## Data to examine
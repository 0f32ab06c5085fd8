//! The message catalog.
//!
//! Every string the shell ever emits lives here as a fixed template with
//! `{placeholder}` slots, rendered by [`render`]. Keeping the text in one
//! place keeps the handlers free of formatting and makes the full output
//! surface reviewable at a glance.

use crate::command::CommandId;
use regex::{Captures, Regex};
use std::sync::OnceLock;

pub const ABOUT: &str = concat!(
    "minishell v",
    env!("CARGO_PKG_VERSION"),
    "\nInformation: minishell is a general-purpose in-memory command line interpreter."
);

pub const HELP: &str = "Command list: {commands}\n\
    Information: Type a question mark or 'help' as the parameter of a command \
    to view instructions for it. For example, 'alias ?' and 'alias help' will \
    both display specific help information for the 'alias' command.";

pub const HISTORY: &str = "Stack: {stack}\nIndex: {index}";

pub mod notice {
    pub const ALIASED: &str = "Notice: Bound alias {alias} to command {command}.";
    pub const DELETED_ALIAS: &str = "Notice: Deleted and unbound alias {alias}.";
    pub const DELETED_FILE: &str = "Notice: Deleted file {file}.";
    pub const CLEARED_STACK: &str = "Notice: Emptied shell stack and reset index.";
    /// Shared by the create and overwrite outcomes; `{verb}` is either
    /// "Created new" or "Overwrote".
    pub const FILE_WRITTEN: &str = "Notice: {verb} file {file} with {size} bytes of data.";
    pub const APPENDED: &str = "Notice: Appended {size} bytes of data to file {file}.";
}

pub mod error {
    pub const INVALID_INPUT: &str = "Error: '{input}' is invalid input.";
    pub const NO_COMMAND: &str = "Error: The command '{command}' does not exist.";
    pub const NO_BOUND_ALIASES: &str = "Error: No aliases have been bound.";
    pub const NO_ALIAS: &str = "Error: No such alias exists.";
    pub const NO_FILES: &str = "Error: No files exist.";
    pub const NO_FILE: &str = "Error: No such file exists.";
}

/// The per-command instruction page shown for the help sentinel (`?`/`help`).
pub fn help_for(id: CommandId) -> &'static str {
    match id {
        CommandId::About => {
            "Usage: about\n\
             Information: The 'about' command displays information about the \
             shell, such as the current version number and a general \
             description of what it is."
        }
        CommandId::Alias => {
            "Usage: alias [alias-name] [command-name]\n\
             Options: -[l]ist, -[r]emove\n\
             Information: The 'alias' command binds a command of an arbitrary \
             name to an existing command.\n\
             Example: 'alias write echo' would allow you to type 'write hello \
             world' and have it output the same as if you were to type 'echo \
             hello world'."
        }
        CommandId::Clear => {
            "Usage: clear\n\
             Information: The 'clear' command clears the contents of the \
             output container."
        }
        CommandId::Echo => {
            "Usage: echo [string]\n\
             Information: The 'echo' command appends a given string to the \
             output container."
        }
        CommandId::File => {
            "Usage: file -[option] ([file-name]) ([file-data])\n\
             Options: -[l]ist, -[n]ew, -[a]ppend, -[g]et, -[r]emove\n\
             Information: The 'file' command allows you to perform basic \
             file-related tasks.\n\
             Example: 'file -new message.txt hello world' would create a new \
             file under the name 'message.txt' and set its contents to 'hello \
             world'. The contents would then be able to be read using 'file \
             -get message.txt'."
        }
        CommandId::Help => {
            "Usage: help\n\
             Information: The 'help' command displays a list of all commands \
             that can be used within the shell, as well as other helpful \
             information."
        }
        CommandId::Hist => {
            "Usage: hist -[option]\n\
             Options: -[c]lear\n\
             Information: The 'hist' command can be used to view the current \
             stack index, and all commands that have been entered prior to the \
             most recent 'hist -clear'. Whilst the console has focus, pressing \
             the up and down arrow keys will decrement and increment the stack \
             index respectively, and cycle through the commands in the command \
             stack."
        }
    }
}

/// Longest content preview shown before clipping (file listings, the
/// invalid-input error).
const PREVIEW_CHARS: usize = 16;

/// Clip `text` to its first 16 characters, marking the cut with an
/// ellipsis. Shorter text passes through unchanged.
pub fn truncate(text: &str) -> String {
    if text.chars().count() > PREVIEW_CHARS {
        let clipped: String = text.chars().take(PREVIEW_CHARS).collect();
        format!("{clipped}...")
    } else {
        text.to_string()
    }
}

fn placeholder_re() -> &'static Regex {
    static RE: OnceLock<Regex> = OnceLock::new();
    RE.get_or_init(|| Regex::new(r"\{([a-z]+)\}").expect("placeholder pattern is valid"))
}

/// Substitute every `{key}` slot in `template` from `subs`.
///
/// A slot with no matching key is an authoring defect in the catalog, not a
/// runtime condition: it trips a debug assertion and passes through
/// unchanged in release builds. Substituted values may themselves contain
/// braces; only the template's own slots are scanned.
pub fn render(template: &str, subs: &[(&str, &str)]) -> String {
    placeholder_re()
        .replace_all(template, |caps: &Captures| {
            let key = &caps[1];
            match subs.iter().find(|(k, _)| *k == key) {
                Some((_, value)) => (*value).to_string(),
                None => {
                    debug_assert!(false, "no substitution provided for {{{key}}}");
                    caps[0].to_string()
                }
            }
        })
        .into_owned()
}
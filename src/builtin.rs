//! Built-in command handlers.
//!
//! Each handler is a unit struct implementing [`Command`]. Handlers that
//! take sub-options (`alias`, `file`, `hist`) map the flag spelling to a
//! closed enum before doing anything else, so long and short forms land on
//! the same code path.

use crate::command::{Command, CommandId};
use crate::console::Console;
use crate::files::CreateOutcome;
use crate::shell::{ShellState, emit};
use crate::text::{self, render, truncate};
use crate::tokenize::explode;

/// Sub-operation of the `file` command.
#[derive(Debug, Clone, Copy, PartialEq, Eq)]
enum FileOp {
    List,
    New,
    Append,
    Get,
    Remove,
}

impl FileOp {
    fn parse(flag: &str) -> Option<Self> {
        match flag {
            "-l" | "-list" => Some(FileOp::List),
            "-n" | "-new" => Some(FileOp::New),
            "-a" | "-append" => Some(FileOp::Append),
            "-g" | "-get" => Some(FileOp::Get),
            "-r" | "-remove" => Some(FileOp::Remove),
            _ => None,
        }
    }
}

/// Sub-operation of the `alias` command. Anything that is not a flag is
/// treated as an alias name to bind.
#[derive(Debug, Clone, Copy, PartialEq, Eq)]
enum AliasOp {
    List,
    Remove,
    Bind,
}

impl AliasOp {
    fn parse(flag: &str) -> Self {
        match flag {
            "-l" | "-list" => AliasOp::List,
            "-r" | "-remove" => AliasOp::Remove,
            _ => AliasOp::Bind,
        }
    }
}

pub struct About;

impl Command for About {
    fn id(&self) -> CommandId {
        CommandId::About
    }

    fn execute(&self, _arg: Option<&str>, _state: &mut ShellState, console: &mut dyn Console) {
        emit(console, text::ABOUT);
    }
}

pub struct Alias;

impl Command for Alias {
    fn id(&self) -> CommandId {
        CommandId::Alias
    }

    fn execute(&self, arg: Option<&str>, state: &mut ShellState, console: &mut dyn Console) {
        let Some(arg) = arg else {
            return;
        };

        let args = explode(arg, 2);
        match AliasOp::parse(args[0]) {
            AliasOp::List => {
                if state.aliases.is_empty() {
                    emit(console, text::error::NO_BOUND_ALIASES);
                    return;
                }
                let listing = state
                    .aliases
                    .iter()
                    .map(|(name, target)| format!("{}: {}", name, target.name()))
                    .collect::<Vec<_>>()
                    .join(", ");
                emit(console, &listing);
            }
            AliasOp::Remove => {
                // A missing name behaves like an unbound one.
                let name = args.get(1).copied().unwrap_or_default();
                if !state.aliases.unbind(name) {
                    emit(console, text::error::NO_ALIAS);
                    return;
                }
                emit(console, &render(text::notice::DELETED_ALIAS, &[("alias", name)]));
            }
            AliasOp::Bind => {
                let name = args[0];
                let Some(target) = args.get(1).copied() else {
                    return;
                };
                let Some(id) = CommandId::parse(target) else {
                    emit(console, &render(text::error::NO_COMMAND, &[("command", target)]));
                    return;
                };
                state.aliases.bind(name, id);
                emit(
                    console,
                    &render(text::notice::ALIASED, &[("alias", name), ("command", target)]),
                );
            }
        }
    }
}

pub struct Clear;

impl Command for Clear {
    fn id(&self) -> CommandId {
        CommandId::Clear
    }

    fn execute(&self, _arg: Option<&str>, _state: &mut ShellState, console: &mut dyn Console) {
        console.clear_output();
    }
}

pub struct Echo;

impl Command for Echo {
    fn id(&self) -> CommandId {
        CommandId::Echo
    }

    fn execute(&self, arg: Option<&str>, _state: &mut ShellState, console: &mut dyn Console) {
        match arg {
            Some(s) if !s.is_empty() => emit(console, s),
            _ => {}
        }
    }
}

pub struct File;

impl Command for File {
    fn id(&self) -> CommandId {
        CommandId::File
    }

    fn execute(&self, arg: Option<&str>, state: &mut ShellState, console: &mut dyn Console) {
        let Some(arg) = arg else {
            return;
        };

        let args = explode(arg, 3);
        let Some(op) = FileOp::parse(args[0]) else {
            return;
        };
        let name = args.get(1).copied();
        let content = args.get(2).copied().unwrap_or_default();

        match op {
            FileOp::List => {
                if state.files.is_empty() {
                    emit(console, text::error::NO_FILES);
                    return;
                }
                let listing = state
                    .files
                    .iter()
                    .map(|(name, content)| {
                        format!("{}: {} ({})", name, truncate(content), content.len())
                    })
                    .collect::<Vec<_>>()
                    .join(", ");
                emit(console, &listing);
            }
            FileOp::New => {
                let Some(name) = name else {
                    return;
                };
                let verb = match state.files.create(name, content) {
                    CreateOutcome::Created => "Created new",
                    CreateOutcome::Overwrote => "Overwrote",
                };
                emit(
                    console,
                    &render(
                        text::notice::FILE_WRITTEN,
                        &[("verb", verb), ("file", name), ("size", &content.len().to_string())],
                    ),
                );
            }
            FileOp::Append => {
                let name = name.unwrap_or_default();
                if !state.files.append(name, content) {
                    emit(console, text::error::NO_FILE);
                    return;
                }
                emit(
                    console,
                    &render(
                        text::notice::APPENDED,
                        &[("size", &content.len().to_string()), ("file", name)],
                    ),
                );
            }
            FileOp::Get => match state.files.get(name.unwrap_or_default()) {
                Some(content) => emit(console, content),
                None => emit(console, text::error::NO_FILE),
            },
            FileOp::Remove => {
                let name = name.unwrap_or_default();
                if !state.files.remove(name) {
                    emit(console, text::error::NO_FILE);
                    return;
                }
                emit(console, &render(text::notice::DELETED_FILE, &[("file", name)]));
            }
        }
    }
}

pub struct Help;

impl Command for Help {
    fn id(&self) -> CommandId {
        CommandId::Help
    }

    fn execute(&self, _arg: Option<&str>, _state: &mut ShellState, console: &mut dyn Console) {
        let commands = CommandId::ALL
            .iter()
            .map(|id| id.name())
            .collect::<Vec<_>>()
            .join(", ");
        emit(console, &render(text::HELP, &[("commands", &commands)]));
    }
}

pub struct Hist;

impl Command for Hist {
    fn id(&self) -> CommandId {
        CommandId::Hist
    }

    fn execute(&self, arg: Option<&str>, state: &mut ShellState, console: &mut dyn Console) {
        if matches!(arg, Some("-c") | Some("-clear")) {
            state.history.clear();
            emit(console, text::notice::CLEARED_STACK);
            return;
        }

        let stack = state.history.entries().join(", ");
        let index = state.history.cursor().to_string();
        emit(console, &render(text::HISTORY, &[("stack", &stack), ("index", &index)]));
    }
}
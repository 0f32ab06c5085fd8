//! The virtual file store.
//!
//! Files are nothing but named string buffers held in memory; there is no
//! backing storage and no size limit. A `BTreeMap` keeps listing order
//! deterministic across runs.

use std::collections::BTreeMap;

/// Whether [`FileStore::create`] made a new entry or replaced an old one.
///
/// The caller picks the notice verb from this.
#[derive(Debug, Clone, Copy, PartialEq, Eq)]
pub enum CreateOutcome {
    Created,
    Overwrote,
}

/// In-memory mapping from file name to content.
#[derive(Debug, Default)]
pub struct FileStore {
    files: BTreeMap<String, String>,
}

impl FileStore {
    pub fn new() -> Self {
        Self::default()
    }

    /// Insert `name` with `content`, replacing any existing content.
    pub fn create(&mut self, name: &str, content: &str) -> CreateOutcome {
        match self.files.insert(name.to_string(), content.to_string()) {
            Some(_) => CreateOutcome::Overwrote,
            None => CreateOutcome::Created,
        }
    }

    /// Concatenate `content` onto an existing file.
    ///
    /// Returns false (and leaves the store untouched) when no such file
    /// exists.
    pub fn append(&mut self, name: &str, content: &str) -> bool {
        match self.files.get_mut(name) {
            Some(existing) => {
                existing.push_str(content);
                true
            }
            None => false,
        }
    }

    /// The full content of `name`, verbatim.
    pub fn get(&self, name: &str) -> Option<&str> {
        self.files.get(name).map(String::as_str)
    }

    /// Delete `name`. Returns false when no such file exists.
    pub fn remove(&mut self, name: &str) -> bool {
        self.files.remove(name).is_some()
    }

    pub fn is_empty(&self) -> bool {
        self.files.is_empty()
    }

    /// All files in deterministic (name) order.
    pub fn iter(&self) -> impl Iterator<Item = (&str, &str)> {
        self.files.iter().map(|(k, v)| (k.as_str(), v.as_str()))
    }
}
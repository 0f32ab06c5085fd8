//! The shell itself: state, dispatch, and key handling.
//!
//! One [`Shell`] owns all mutable state and a fixed set of command
//! handlers. Everything runs to completion on the caller's thread, one
//! submission or key press at a time; there is nothing to lock and nothing
//! to await.

use crate::alias::AliasRegistry;
use crate::builtin;
use crate::command::{Command, CommandId};
use crate::console::Console;
use crate::files::FileStore;
use crate::history::History;
use crate::text::{self, render, truncate};
use crate::tokenize::explode;

/// Marker prepended to every emission.
const PROMPT: &str = "> ";

/// Write one logical message to the output log, prompt marker included.
pub(crate) fn emit(console: &mut dyn Console, message: &str) {
    console.write_line(&format!("{PROMPT}{message}"));
}

/// Raw key signals the hosting environment forwards to the shell.
#[derive(Debug, Clone, Copy, PartialEq, Eq)]
pub enum Key {
    Up,
    Down,
    Enter,
}

/// All mutable shell state, owned by one [`Shell`] and handed to command
/// handlers by `&mut`. Constructing it explicitly (instead of reaching for
/// a global) is what makes independent shell instances and deterministic
/// tests possible.
#[derive(Debug, Default)]
pub struct ShellState {
    pub files: FileStore,
    pub aliases: AliasRegistry,
    pub history: History,
}

impl ShellState {
    pub fn new() -> Self {
        Self::default()
    }
}

/// The command interpreter.
///
/// Feed it raw lines with [`Shell::submit`] or key signals with
/// [`Shell::key_press`]; it renders all output through the [`Console`]
/// passed to each call, so the same shell can serve a terminal, a test
/// buffer, or any other host.
pub struct Shell {
    state: ShellState,
    commands: Vec<Box<dyn Command>>,
}

impl Shell {
    /// A shell with the full built-in command set and empty state.
    pub fn new() -> Self {
        Self {
            state: ShellState::new(),
            commands: vec![
                Box::new(builtin::About),
                Box::new(builtin::Alias),
                Box::new(builtin::Clear),
                Box::new(builtin::Echo),
                Box::new(builtin::File),
                Box::new(builtin::Help),
                Box::new(builtin::Hist),
            ],
        }
    }

    /// Read-only view of the shell's state.
    pub fn state(&self) -> &ShellState {
        &self.state
    }

    /// Handle one submission, which may carry several semicolon-delimited
    /// commands. Each piece runs to completion, its own history record
    /// included, before the next begins.
    pub fn submit(&mut self, raw: &str, console: &mut dyn Console) {
        for piece in raw.split(';') {
            self.run(piece, console);
        }
    }

    /// Handle a raw key signal from the host.
    pub fn key_press(&mut self, key: Key, console: &mut dyn Console) {
        match key {
            Key::Up => {
                if let Some(entry) = self.state.history.recall_previous() {
                    console.set_input(entry);
                }
            }
            Key::Down => {
                if let Some(entry) = self.state.history.recall_next() {
                    console.set_input(entry);
                }
            }
            Key::Enter => {
                let raw = console.input_line();
                self.submit(&raw, console);
                console.set_input("");
            }
        }
    }

    /// Dispatch a single line: tokenize, record, resolve, execute.
    fn run(&mut self, raw: &str, console: &mut dyn Console) {
        let input = raw.trim();

        let parts = explode(input, 2);
        let word = parts[0].to_lowercase();
        let arg = parts.get(1).copied();

        if word.is_empty() {
            return;
        }

        // Recorded before dispatch, whatever the outcome.
        self.state.history.record(input);

        // Aliases resolve first, so a binding named like a command shadows
        // it until it is unbound.
        let id = match self.state.aliases.resolve(&word) {
            Some(id) => id,
            None => match CommandId::parse(&word) {
                Some(id) => id,
                None => {
                    emit(
                        console,
                        &render(text::error::INVALID_INPUT, &[("input", &truncate(input))]),
                    );
                    return;
                }
            },
        };

        // The help sentinel short-circuits execution, alias-resolved or not.
        if matches!(arg, Some("?") | Some("help")) {
            emit(console, text::help_for(id));
            return;
        }

        for command in &self.commands {
            if command.id() == id {
                command.execute(arg, &mut self.state, console);
                return;
            }
        }
    }
}

impl Default for Shell {
    fn default() -> Self {
        Self::new()
    }
}

#[cfg(test)]
mod tests {
    use super::*;
    use crate::console::BufferConsole;

    fn submit(shell: &mut Shell, line: &str) -> BufferConsole {
        let mut console = BufferConsole::new();
        shell.submit(line, &mut console);
        console
    }

    #[test]
    fn test_unknown_command_reports_invalid_input() {
        let mut shell = Shell::new();
        let console = submit(&mut shell, "frobnicate now");
        assert_eq!(console.output(), ["> Error: 'frobnicate now' is invalid input."]);
    }

    #[test]
    fn test_invalid_input_is_trimmed_and_truncated() {
        let mut shell = Shell::new();
        let console = submit(&mut shell, "  zzzz and then some more text  ");
        assert_eq!(
            console.output(),
            ["> Error: 'zzzz and then so...' is invalid input."]
        );
    }

    #[test]
    fn test_empty_line_is_a_silent_no_op() {
        let mut shell = Shell::new();
        let console = submit(&mut shell, "   ");
        assert!(console.output().is_empty());
        assert!(shell.state().history.entries().is_empty());
    }

    #[test]
    fn test_command_word_is_case_insensitive() {
        let mut shell = Shell::new();
        let console = submit(&mut shell, "ECHO Hello");
        assert_eq!(console.last(), Some("> Hello"));
    }

    #[test]
    fn test_remainder_case_is_preserved() {
        let mut shell = Shell::new();
        let console = submit(&mut shell, "echo MiXeD CaSe");
        assert_eq!(console.last(), Some("> MiXeD CaSe"));
    }

    #[test]
    fn test_invalid_lines_are_still_recorded() {
        let mut shell = Shell::new();
        submit(&mut shell, "frobnicate");
        assert_eq!(shell.state().history.entries(), ["frobnicate"]);
    }

    #[test]
    fn test_help_sentinel_shows_page_without_executing() {
        let mut shell = Shell::new();
        let console = submit(&mut shell, "file ?");
        let out = console.last().unwrap_or_default().to_string();
        assert!(out.starts_with("> Usage: file"));
        // The handler never ran, so no file named "?" appeared.
        assert!(shell.state().files.is_empty());

        let console = submit(&mut shell, "echo help");
        let out = console.last().unwrap_or_default().to_string();
        assert!(out.starts_with("> Usage: echo"));
    }

    #[test]
    fn test_alias_dispatch_matches_direct_dispatch() {
        let mut shell = Shell::new();
        submit(&mut shell, "alias a echo");

        let via_alias = submit(&mut shell, "a hello world");
        let direct = submit(&mut shell, "echo hello world");
        assert_eq!(via_alias.output(), direct.output());
    }

    #[test]
    fn test_alias_help_sentinel_resolves_to_target_page() {
        let mut shell = Shell::new();
        submit(&mut shell, "alias w echo");
        let console = submit(&mut shell, "w ?");
        let out = console.last().unwrap_or_default().to_string();
        assert!(out.starts_with("> Usage: echo"));
    }

    #[test]
    fn test_alias_named_like_a_command_shadows_it() {
        let mut shell = Shell::new();
        submit(&mut shell, "alias echo hist");
        // "echo" now dispatches through the alias to hist, remainder intact.
        let console = submit(&mut shell, "echo x");
        assert_eq!(
            console.last(),
            Some("> Stack: alias echo hist, echo x\nIndex: 2")
        );

        submit(&mut shell, "alias -remove echo");
        let console = submit(&mut shell, "echo back again");
        assert_eq!(console.last(), Some("> back again"));
    }

    #[test]
    fn test_alias_lifecycle_scenario() {
        let mut shell = Shell::new();

        let console = submit(&mut shell, "alias w echo");
        assert_eq!(console.last(), Some("> Notice: Bound alias w to command echo."));

        let console = submit(&mut shell, "w hi");
        assert_eq!(console.last(), Some("> hi"));

        let console = submit(&mut shell, "alias -remove w");
        assert_eq!(console.last(), Some("> Notice: Deleted and unbound alias w."));

        let console = submit(&mut shell, "w hi");
        assert_eq!(console.last(), Some("> Error: 'w hi' is invalid input."));
    }

    #[test]
    fn test_file_scenario_create_overwrite_get() {
        let mut shell = Shell::new();

        let console = submit(&mut shell, "file -new log.txt hello");
        assert_eq!(
            console.last(),
            Some("> Notice: Created new file log.txt with 5 bytes of data.")
        );

        let console = submit(&mut shell, "file -new log.txt world");
        assert_eq!(
            console.last(),
            Some("> Notice: Overwrote file log.txt with 5 bytes of data.")
        );

        let console = submit(&mut shell, "file -get log.txt");
        assert_eq!(console.last(), Some("> world"));
    }

    #[test]
    fn test_semicolon_submission_dispatches_sequentially() {
        let mut shell = Shell::new();
        let console = submit(&mut shell, "echo a;echo b");
        assert_eq!(console.output(), ["> a", "> b"]);
        assert_eq!(shell.state().history.entries(), ["echo a", "echo b"]);
    }

    #[test]
    fn test_enter_key_submits_and_clears_input() {
        let mut shell = Shell::new();
        let mut console = BufferConsole::new();
        console.set_input("echo from enter");
        shell.key_press(Key::Enter, &mut console);
        assert_eq!(console.output(), ["> from enter"]);
        assert_eq!(console.input_line(), "");
    }

    #[test]
    fn test_arrow_keys_recall_history_into_input() {
        let mut shell = Shell::new();
        let mut console = BufferConsole::new();
        shell.submit("echo one", &mut console);
        shell.submit("echo two", &mut console);

        shell.key_press(Key::Up, &mut console);
        assert_eq!(console.input_line(), "echo two");
        shell.key_press(Key::Up, &mut console);
        assert_eq!(console.input_line(), "echo one");
        // Already at the oldest entry; nothing changes.
        shell.key_press(Key::Up, &mut console);
        assert_eq!(console.input_line(), "echo one");

        shell.key_press(Key::Down, &mut console);
        assert_eq!(console.input_line(), "echo two");
        // Newest entry reached; nothing changes.
        shell.key_press(Key::Down, &mut console);
        assert_eq!(console.input_line(), "echo two");
    }

    #[test]
    fn test_submitting_resets_recall_cursor() {
        let mut shell = Shell::new();
        let mut console = BufferConsole::new();
        shell.submit("echo one", &mut console);
        shell.key_press(Key::Up, &mut console);
        shell.submit("echo two", &mut console);
        assert_eq!(shell.state().history.cursor(), 2);
    }

    #[test]
    fn test_hist_shows_recorded_lines_including_itself() {
        let mut shell = Shell::new();
        submit(&mut shell, "echo a");
        let console = submit(&mut shell, "hist");
        assert_eq!(console.last(), Some("> Stack: echo a, hist\nIndex: 2"));
    }

    #[test]
    fn test_clear_command_erases_prior_output() {
        let mut shell = Shell::new();
        let mut console = BufferConsole::new();
        shell.submit("echo visible", &mut console);
        shell.submit("clear", &mut console);
        assert!(console.output().is_empty());
    }

    #[test]
    fn test_two_shells_are_independent() {
        let mut a = Shell::new();
        let mut b = Shell::new();
        submit(&mut a, "file -new only-in-a x");
        assert!(a.state().files.get("only-in-a").is_some());
        assert!(b.state().files.get("only-in-a").is_none());
        let console = submit(&mut b, "file -get only-in-a");
        assert_eq!(console.last(), Some("> Error: No such file exists."));
    }
}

## To do
Please report every line among the entries that includes "parts".

## Answer to the problem
        let parts = explode(input, 2);
        let word = parts[0].to_lowercase();
        let arg = parts.get(1).copied();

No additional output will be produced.